Bioswales under construction on the East Hampton Village green are intended to trap pollutants and silt, improving the health of Town and Hook Ponds.
Bioswales under construction on the East Hampton Village green are intended to trap pollutants and silt, improving the health of Town and Hook Ponds.
Durell Godfrey
By
Christopher Walsh

A project started last fall to improve the water quality of Town and Hook Ponds in East Hampton should be expanded slightly, not only to be more effective but to set an example for residential property owners, a landscape architect told the East Hampton Village Board on Friday.

The construction of bioswales — drainage courses designed to trap pollutants and silt from surface runoff on the green to the north of Town Pond — “had some pitfalls,” Tony Piazza of the Southampton landscape and garden design firm Piazza Horticultural told the board.
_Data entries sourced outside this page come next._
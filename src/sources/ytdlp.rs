use async_trait::async_trait;
use serde::Deserialize;
use serenity::model::id::UserId;
use tracing::{debug, info, warn};
use url::Url;

use super::{ResolveError, TrackResolver};
use crate::audio::track::Track;

/// Opus-in-WebM first so the primary path can pass it through untouched.
const FORMAT: &str = "bestaudio[ext=webm][acodec=opus]/bestaudio/best";

/// Player clients that still hand out direct URLs when the default client
/// is stuck behind token checks.
const ALTERNATE_CLIENTS: &str = "youtube:player_client=ios,tv";

/// Resolver backed by the `yt-dlp` command line tool.
pub struct YtDlpResolver {
    binary: String,
}

#[derive(Debug, Default, Deserialize)]
struct VideoInfo {
    title: Option<String>,
    webpage_url: Option<String>,
    url: Option<String>,
    duration: Option<f64>,
    entries: Option<Vec<Option<VideoInfo>>>,
}

impl YtDlpResolver {
    pub fn new(binary: impl Into<String>) -> Self {
        Self {
            binary: binary.into(),
        }
    }

    async fn extract(&self, target: &str, alternate_clients: bool) -> Result<VideoInfo, ResolveError> {
        let mut cmd = tokio::process::Command::new(&self.binary);
        cmd.args([
            "-J",
            "--quiet",
            "--no-warnings",
            "--no-playlist",
            "--no-check-certificates",
            "--source-address",
            "0.0.0.0",
            "-f",
            FORMAT,
        ]);
        if alternate_clients {
            cmd.args(["--extractor-args", ALTERNATE_CLIENTS]);
        }
        cmd.arg(target);

        debug!("Running {} for '{}' (alternate clients: {})", self.binary, target, alternate_clients);
        let output = cmd
            .output()
            .await
            .map_err(|e| ResolveError::ExtractionFailed(format!("failed to run {}: {}", self.binary, e)))?;

        if !output.status.success() {
            let stderr = String::from_utf8_lossy(&output.stderr);
            let reason = stderr
                .lines()
                .rev()
                .find(|line| !line.trim().is_empty())
                .unwrap_or("yt-dlp exited with an error")
                .trim()
                .to_string();
            return Err(ResolveError::ExtractionFailed(reason));
        }

        parse_info(&output.stdout)
    }
}

#[async_trait]
impl TrackResolver for YtDlpResolver {
    async fn resolve(&self, query: &str, requester: Option<UserId>) -> Result<Track, ResolveError> {
        let query = query.trim();
        if query.is_empty() {
            return Err(ResolveError::NoResults);
        }
        let target = search_target(query);

        let info = pick_entry(self.extract(&target, false).await?)?;
        if let Some(track) = into_track(&info, query, requester) {
            info!("🔍 Resolved '{}' → '{}'", query, track.title());
            return Ok(track);
        }

        warn!("No direct stream URL for '{}', retrying with alternate clients", query);
        let info = pick_entry(self.extract(&target, true).await?)?;
        into_track(&info, query, requester).ok_or_else(|| {
            ResolveError::ExtractionFailed("no direct audio URL available".to_string())
        })
    }
}

/// URLs go to yt-dlp as they are; anything else becomes a single-hit search.
fn search_target(query: &str) -> String {
    match Url::parse(query) {
        Ok(url) if matches!(url.scheme(), "http" | "https") => url.to_string(),
        _ => format!("ytsearch1:{query}"),
    }
}

fn parse_info(stdout: &[u8]) -> Result<VideoInfo, ResolveError> {
    serde_json::from_slice(stdout)
        .map_err(|e| ResolveError::ExtractionFailed(format!("unreadable yt-dlp output: {e}")))
}

/// Search results and playlists carry `entries`; take the first real one.
fn pick_entry(info: VideoInfo) -> Result<VideoInfo, ResolveError> {
    match info.entries {
        Some(entries) => entries
            .into_iter()
            .flatten()
            .next()
            .ok_or(ResolveError::NoResults),
        None => Ok(info),
    }
}

fn into_track(info: &VideoInfo, query: &str, requester: Option<UserId>) -> Option<Track> {
    let stream = info.url.as_deref().filter(|u| !u.is_empty())?;

    let title = info.title.as_deref().unwrap_or("Unknown title");
    let url = info.webpage_url.as_deref().unwrap_or(query);
    let secs = info
        .duration
        .filter(|d| d.is_finite() && *d > 0.0)
        .map_or(0, |d| d as u64);

    let mut track = Track::new(title, url, stream).with_duration_secs(secs);
    if let Some(user) = requester {
        track = track.with_requester(user);
    }
    Some(track)
}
Approximately a quarter of an acre on the green was excavated, and the changes in grade created ponding in some places. That, he said, was normal: “Sometimes the land and the terrain tells you how it has to be handled, rather than an engineer telling it how it has to be handled.”

Following the installation of wick drains, excessive water on the green drains within four hours, Mr. Piazza said. The next phase of the project, planting, is the aspect that should be expanded, he said. The original plan calls for three planting areas: next to the flagpole, across James Lane from St. Luke’s Episcopal Church, and next to the bridge on Mill Lane.

Stephen Mahoney of Mahoney Farm and Nursery in East Hampton accompanied Mr. Piazza. Both are members of the Surfrider Foundation, a nonprofit organization dedicated to protecting oceans and beaches, and a partner, with the village and the Ladies Village Improvement Society, in the project.

“We’re here to ask the board to consider us to do additional planting above and beyond what we had originally proposed,” Mr. Piazza said, chiefly to “connect the dots” by planting a 6 to 12-foot-wide “ribbon” between the bioswales at the flagpole and across from the church. This, he said, would be a natural line of plants, “as it would occur in nature in a wet area, to better capture that water as it moves and filter it even more as it goes through the process.”

Such extensive planting on the grassy spread of the village green may seem radical, he allowed, but it could “set an example to the homeowners that large, green expanses of lawn are not necessarily the best thing for everyone.” Runoff from fertilized residential lawns contributes to water bodies’ ailments, such as harmful algal blooms. “It could be a good message to send and a good aesthetic for people to get used to,” he said, “that the green carpet isn’t always the most beautiful thing.”

The planting connecting the two rain gardens “should look like nature put it there . . . following the meandering path that the water created,” Mr. Piazza said. He proposed Iris versicolor, or blue flag, a native iris that grows in wetlands, as well as Hibiscus moscheutos, a native mallow, and a native grass. At their tallest, the plants would rise to three feet, he said.

The additional work would come at no expense to the village, as the Surfrider Foundation has raised more than needed for the project as initially envisioned. Mr. Piazza said he hoped planting could begin next week.

Mayor Paul F. Rickenbach Jr. asked Mr. Piazza to stake out the proposed planting and put his proposal in writing ahead of the board’s next work session, next Thursday.